### ACTIVITY
Set down every entry once more, exactly as it appears.

### Stored data
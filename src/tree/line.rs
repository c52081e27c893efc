//! Evaluator for three-term recurrences on the interval.

use std::marker::PhantomData;

use log::{debug, trace};
use ndarray::{ArrayD, Axis, Zip};

use super::constant_like;
use crate::arith::{Element, Scalar};
use crate::recurrence::{Recurrence, RecurrenceRecord};

/// Lazy sequence `p_0(x), p_1(x), …` for a line recurrence.
///
/// Each item has shape `(1,) ++ x.shape()`.
///
/// # Example
///
/// ```
/// use orthopoly::{ArithmeticMode, LineRecurrence, LineTree, Scaling, point};
///
/// let chebyshev = LineRecurrence::<f64>::chebyshev1(Scaling::Monic, ArithmeticMode::Auto).unwrap();
/// let mut levels = LineTree::new(&chebyshev, point(0.5));
/// let p2 = levels.nth(2).unwrap();
/// assert!((p2[[0].as_slice()] + 0.25).abs() < 1e-15);
/// ```
pub struct LineTree<R, V, P> {
    provider: P,
    x: ArrayD<V>,
    prev: Option<ArrayD<V>>,
    curr: Option<ArrayD<V>>,
    degree: usize,
    _scalar: PhantomData<R>,
}

impl<R, V, P> LineTree<R, V, P>
where
    R: Scalar,
    V: Element<R>,
    P: Recurrence<R, Record = RecurrenceRecord<R>>,
{
    pub fn new(provider: P, x: ArrayD<V>) -> Self {
        debug!(
            "line tree: points {:?}, mode={}",
            x.shape(),
            provider.arithmetic().mode()
        );
        Self {
            provider,
            x,
            prev: None,
            curr: None,
            degree: 0,
            _scalar: PhantomData,
        }
    }

    /// Degree of the next level to be produced.
    pub fn degree(&self) -> usize {
        self.degree
    }

    fn advance(&self, curr: &ArrayD<V>) -> ArrayD<V> {
        let RecurrenceRecord { a, b, c } = self.provider.record(self.degree - 1);
        let lifted = Zip::from(&self.x)
            .and(curr)
            .map_collect(|x, p| x.scale(&a) * p.clone() - p.scale(&b));
        match (c, &self.prev) {
            (Some(c), Some(prev)) => Zip::from(&lifted)
                .and(prev)
                .map_collect(|v, q| v.clone() - q.scale(&c)),
            _ => lifted,
        }
    }
}

impl<R, V, P> Iterator for LineTree<R, V, P>
where
    R: Scalar,
    V: Element<R>,
    P: Recurrence<R, Record = RecurrenceRecord<R>>,
{
    type Item = ArrayD<V>;

    fn next(&mut self) -> Option<ArrayD<V>> {
        let level = match &self.curr {
            None => constant_like(&self.x, &self.provider.p0()),
            Some(curr) => self.advance(curr),
        };
        trace!("line tree: produced degree {}", self.degree);
        self.prev = self.curr.replace(level.clone());
        self.degree += 1;
        Some(level.insert_axis(Axis(0)))
    }
}

#[cfg(test)]
mod tests {
    use super::*;
    use crate::arith::{ArithmeticMode, Exact};
    use crate::recurrence::{LineRecurrence, Scaling};
    use crate::tree::{Levels, point};
    use approx::assert_relative_eq;
    use ndarray::{IxDyn, arr1};

    fn q(n: i64, d: i64) -> Exact {
        Exact::ratio(n, d)
    }

    #[test]
    fn test_chebyshev1_monic_levels() {
        let p = LineRecurrence::<Exact>::chebyshev1(Scaling::Monic, ArithmeticMode::Auto).unwrap();
        let x = arr1(&[q(0, 1), q(1, 2), q(1, 1)]).into_dyn();
        let expected = [
            [q(1, 1), q(1, 1), q(1, 1)],
            [q(0, 1), q(1, 2), q(1, 1)],
            [q(-1, 2), q(-1, 4), q(1, 2)],
            [q(0, 1), q(-1, 4), q(1, 4)],
            [q(1, 8), q(-1, 16), q(1, 8)],
            [q(0, 1), q(1, 32), q(1, 16)],
        ];
        for (level, row) in LineTree::new(&p, x).zip(expected) {
            assert_eq!(level.shape(), &[1, 3]);
            assert_eq!(level.into_raw_vec_and_offset().0, row.to_vec());
        }
    }

    #[test]
    fn test_chebyshev1_normal_values() {
        let p = LineRecurrence::<Exact>::chebyshev1(Scaling::Normal, ArithmeticMode::Auto).unwrap();
        let levels = LineTree::new(&p, point(q(1, 2))).tree(2);
        let inv_sqrt_pi = Exact::pi().sqrt().recip();
        assert_eq!(levels[0][IxDyn(&[0])], inv_sqrt_pi.clone());
        assert_eq!(
            levels[1][IxDyn(&[0])],
            q(1, 2) * q(2, 1).sqrt() * inv_sqrt_pi.clone()
        );
        assert_eq!(levels[2][IxDyn(&[0])], q(-1, 2) * q(2, 1).sqrt() * inv_sqrt_pi);
    }

    #[test]
    fn test_float_points_follow_recurrence() {
        let p = LineRecurrence::<f64>::legendre(Scaling::Classical, ArithmeticMode::Auto).unwrap();
        let x = arr1(&[-0.7, 0.2, 0.9]).into_dyn();
        let levels: Vec<_> = LineTree::new(&p, x.clone()).take(8).collect();
        for n in 1..7 {
            let r = p.record(n);
            for i in 0..3 {
                let expected = (r.a * x[[i].as_slice()] - r.b) * levels[n][[0, i].as_slice()]
                    - r.c.unwrap() * levels[n - 1][[0, i].as_slice()];
                assert_relative_eq!(levels[n + 1][[0, i].as_slice()], expected, epsilon = 1e-14);
            }
        }
        // P_n(1) = 1
        let at_one = LineTree::new(&p, point(1.0)).nth(6).unwrap();
        assert_relative_eq!(at_one[IxDyn(&[0])], 1.0, epsilon = 1e-14);
    }

    #[test]
    fn test_degree_counter() {
        let p = LineRecurrence::<f64>::legendre(Scaling::Monic, ArithmeticMode::Auto).unwrap();
        let mut tree = LineTree::new(&p, point(0.3));
        assert_eq!(tree.degree(), 0);
        tree.next();
        tree.next();
        assert_eq!(tree.degree(), 2);
    }
}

### COMPLETED TASK
filename src/tree/line.rs
repository c52081e27c893efc
//! Evaluator for three-term recurrences on the interval.

use std::marker::PhantomData;

use log::{debug, trace};
use ndarray::{ArrayD, Axis, Zip};

use super::constant_like;
use crate::arith::{Element, Scalar};
use crate::recurrence::{Recurrence, RecurrenceRecord};

/// Lazy sequence `p_0(x), p_1(x), …` for a line recurrence.
///
/// Each item has shape `(1,) ++ x.shape()`.
///
/// # Example
///
/// ```
/// use orthopoly::{ArithmeticMode, LineRecurrence, LineTree, Scaling, point};
///
/// let chebyshev = LineRecurrence::<f64>::chebyshev1(Scaling::Monic, ArithmeticMode::Auto).unwrap();
/// let mut levels = LineTree::new(&chebyshev, point(0.5));
/// let p2 = levels.nth(2).unwrap();
/// assert!((p2[[0].as_slice()] + 0.25).abs() < 1e-15);
/// ```
pub struct LineTree<R, V, P> {
    provider: P,
    x: ArrayD<V>,
    prev: Option<ArrayD<V>>,
    curr: Option<ArrayD<V>>,
    degree: usize,
    _scalar: PhantomData<R>,
}

impl<R, V, P> LineTree<R, V, P>
where
    R: Scalar,
    V: Element<R>,
    P: Recurrence<R, Record = RecurrenceRecord<R>>,
{
    pub fn new(provider: P, x: ArrayD<V>) -> Self {
        debug!(
            "line tree: points {:?}, mode={}",
            x.shape(),
            provider.arithmetic().mode()
        );
        Self {
            provider,
            x,
            prev: None,
            curr: None,
            degree: 0,
            _scalar: PhantomData,
        }
    }

    /// Degree of the next level to be produced.
    pub fn degree(&self) -> usize {
        self.degree
    }

    fn advance(&self, curr: &ArrayD<V>) -> ArrayD<V> {
        let RecurrenceRecord { a, b, c } = self.provider.record(self.degree - 1);
        let lifted = Zip::from(&self.x)
            .and(curr)
            .map_collect(|x, p| x.scale(&a) * p.clone() - p.scale(&b));
        match (c, &self.prev) {
            (Some(c), Some(prev)) => Zip::from(&lifted)
                .and(prev)
                .map_collect(|v, q| v.clone() - q.scale(&c)),
            _ => lifted,
        }
    }
}

impl<R, V, P> Iterator for LineTree<R, V, P>
where
    R: Scalar,
    V: Element<R>,
    P: Recurrence<R, Record = RecurrenceRecord<R>>,
{
    type Item = ArrayD<V>;

    fn next(&mut self) -> Option<ArrayD<V>> {
        let level = match &self.curr {
            None => constant_like(&self.x, &self.provider.p0()),
            Some(curr) => self.advance(curr),
        };
        trace!("line tree: produced degree {}", self.degree);
        self.prev = self.curr.replace(level.clone());
        self.degree += 1;
        Some(level.insert_axis(Axis(0)))
    }
}

#[cfg(test)]
mod tests {
    use super::*;
    use crate::arith::{ArithmeticMode, Exact};
    use crate::recurrence::{LineRecurrence, Scaling};
    use crate::tree::{Levels, point};
    use approx::assert_relative_eq;
    use ndarray::{IxDyn, arr1};

    fn q(n: i64, d: i64) -> Exact {
        Exact::ratio(n, d)
    }

    #[test]
    fn test_chebyshev1_monic_levels() {
        let p = LineRecurrence::<Exact>::chebyshev1(Scaling::Monic, ArithmeticMode::Auto).unwrap();
        let x = arr1(&[q(0, 1), q(1, 2), q(1, 1)]).into_dyn();
        let expected = [
            [q(1, 1), q(1, 1), q(1, 1)],
            [q(0, 1), q(1, 2), q(1, 1)],
            [q(-1, 2), q(-1, 4), q(1, 2)],
            [q(0, 1), q(-1, 4), q(1, 4)],
            [q(1, 8), q(-1, 16), q(1, 8)],
            [q(0, 1), q(1, 32), q(1, 16)],
        ];
        for (level, row) in LineTree::new(&p, x).zip(expected) {
            assert_eq!(level.shape(), &[1, 3]);
            assert_eq!(level.into_raw_vec_and_offset().0, row.to_vec());
        }
    }

    #[test]
    fn test_chebyshev1_normal_values() {
        let p = LineRecurrence::<Exact>::chebyshev1(Scaling::Normal, ArithmeticMode::Auto).unwrap();
        let levels = LineTree::new(&p, point(q(1, 2))).tree(2);
        let inv_sqrt_pi = Exact::pi().sqrt().recip();
        assert_eq!(levels[0][IxDyn(&[0])], inv_sqrt_pi.clone());
        assert_eq!(
            levels[1][IxDyn(&[0])],
            q(1, 2) * q(2, 1).sqrt() * inv_sqrt_pi.clone()
        );
        assert_eq!(levels[2][IxDyn(&[0])], q(-1, 2) * q(2, 1).sqrt() * inv_sqrt_pi);
    }

    #[test]
    fn test_float_points_follow_recurrence() {
        let p = LineRecurrence::<f64>::legendre(Scaling::Classical, ArithmeticMode::Auto).unwrap();
        let x = arr1(&[-0.7, 0.2, 0.9]).into_dyn();
        let levels: Vec<_> = LineTree::new(&p, x.clone()).take(8).collect();
        for n in 1..7 {
            let r = p.record(n);
            for i in 0..3 {
                let expected = (r.a * x[[i].as_slice()] - r.b) * levels[n][[0, i].as_slice()]
                    - r.c.unwrap() * levels[n - 1][[0, i].as_slice()];
                assert_relative_eq!(levels[n + 1][[0, i].as_slice()], expected, epsilon = 1e-14);
            }
        }
        // P_n(1) = 1
        let at_one = LineTree::new(&p, point(1.0)).nth(6).unwrap();
        assert_relative_eq!(at_one[IxDyn(&[0])], 1.0, epsilon = 1e-14);
    }

    #[test]
    fn test_degree_counter() {
        let p = LineRecurrence::<f64>::legendre(Scaling::Monic, ArithmeticMode::Auto).unwrap();
        let mut tree = LineTree::new(&p, point(0.3));
        assert_eq!(tree.degree(), 0);
        tree.next();
        tree.next();
        assert_eq!(tree.degree(), 2);
    }
}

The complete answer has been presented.